Глеб посмотрел на девушку. Та поневоле и с видимой неохотой отмахнулась от своих мыслей и вновь обратилась к реальности.
– Постель? – спросила она. – Да, мне, пожалуйста, дайте.
– Будем, будем, – поддержал ее Глеб, внезапно радуясь ставшему очевидным факту, что попутчица, по крайней мере, скоро сходить с поезда не собирается.
Глеб поднялся, отобрал у проводницы два комплекта белья и сразу за них расплатился. Женщина напоследок бросила на него хмурый взгляд из-под бровей и сердито захлопнула дверь.
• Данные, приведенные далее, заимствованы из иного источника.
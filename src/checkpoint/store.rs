//! Append-only checkpoint persistence.

use async_trait::async_trait;
use chrono::{DateTime, Utc};
use serde::{Deserialize, Serialize};

use crate::coordinator::state::CoordinationState;
use crate::core::task::TaskId;
use crate::error::{Error, Result};

/// Durable snapshot of everything needed to resume a task.
#[derive(Debug, Clone, PartialEq, Serialize, Deserialize)]
pub struct Checkpoint {
    pub task_id: TaskId,
    /// Starts at 1 and increases by exactly one per write.
    pub sequence: u64,
    pub state: CoordinationState,
    pub written_at: DateTime<Utc>,
}

impl Checkpoint {
    pub fn new(sequence: u64, state: CoordinationState) -> Self {
        Self {
            task_id: state.task.id,
            sequence,
            state,
            written_at: Utc::now(),
        }
    }
}

/// Keyed-by-task, append-only checkpoint log.
///
/// Implementations must reject any write whose sequence is not exactly one
/// past the current latest, and must never modify a written checkpoint.
#[async_trait]
pub trait CheckpointStore: Send + Sync {
    /// Append a checkpoint, returning its sequence number.
    async fn append(&self, task_id: TaskId, checkpoint: Checkpoint) -> Result<u64>;

    /// The checkpoint with the highest sequence number, if any.
    async fn latest(&self, task_id: TaskId) -> Result<Option<Checkpoint>>;

    /// Every checkpoint for a task, oldest first.
    async fn history(&self, task_id: TaskId) -> Result<Vec<Checkpoint>>;

    /// Tasks with at least one checkpoint.
    async fn task_ids(&self) -> Result<Vec<TaskId>>;
}

/// Shared validation for `append`.
pub(crate) fn check_sequence(
    task_id: TaskId,
    checkpoint: &Checkpoint,
    current: Option<u64>,
) -> Result<()> {
    if checkpoint.task_id != task_id {
        return Err(Error::Validation(format!(
            "checkpoint for task {} appended under {}",
            checkpoint.task_id, task_id
        )));
    }
    let expected = current.unwrap_or(0) + 1;
    if checkpoint.sequence != expected {
        return Err(Error::CheckpointSequence {
            task: task_id.to_string(),
            expected,
            got: checkpoint.sequence,
        });
    }
    Ok(())
}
Один комплект Глеб положил на диван рядом с девушкой, другой закинул на свою верхнюю полку напротив. Третий их попутчик, мужчина в белой кепке, все так же монументально спал. «Наверное, ему скоро на выход», – подумал Глеб мимолетом и перестал о нем думать.
Когда он вернулся за стол, девушка протянула ему рубль – за постель: – Возьмите.
Глеб неожиданно сконфузился от неудобства и ненужности этого рубля. Не зная, что с ним делать, чувствуя на себе взгляд девушки, он не смог от рубля отмахнуться. Взял деньги, едва взглянув на них, и положил на край стола. Вдруг почувствовал колкое беспокойство, и быстро спрятал бежево-зеленую банкноту под книгу на столе. И после всех этих манипуляций с рублем неожиданно покраснел. Разозлился на себя и, чтобы скрыть все свои переживания, напустился на девушку с вопросами.
– Можно вас спросить? Возвращаюсь к нашему разговору… А почему вы так настроены против жалости? Мне кажется, это не самое плохое чувство.
Глеб говорил быстро, словно боясь, как бы попутчица вновь не спряталась, не отгородилась от него своей тайной.
– Вы простите, что я снова на эту неприятную, наверное, для вас тему, но меня искренне удивляет ваше отношение к жалости. И не только ваше – если брать шире. Сейчас многие высказываются подобным образом. Модно, наверное. Они повторяют чужие слова, совсем не понимая и не помня, по какому случаю те были сказаны. К вам это, конечно, не относится. Вы, я вижу, искренни. Я так думаю, что жалостью нельзя обидеть. Обидно, и даже стыдно, быть жалким, но тот, кто жалок жалости как раз не вызывает, тут другое. И чем, кстати, вы предлагаете заменить жалость? Равнодушием?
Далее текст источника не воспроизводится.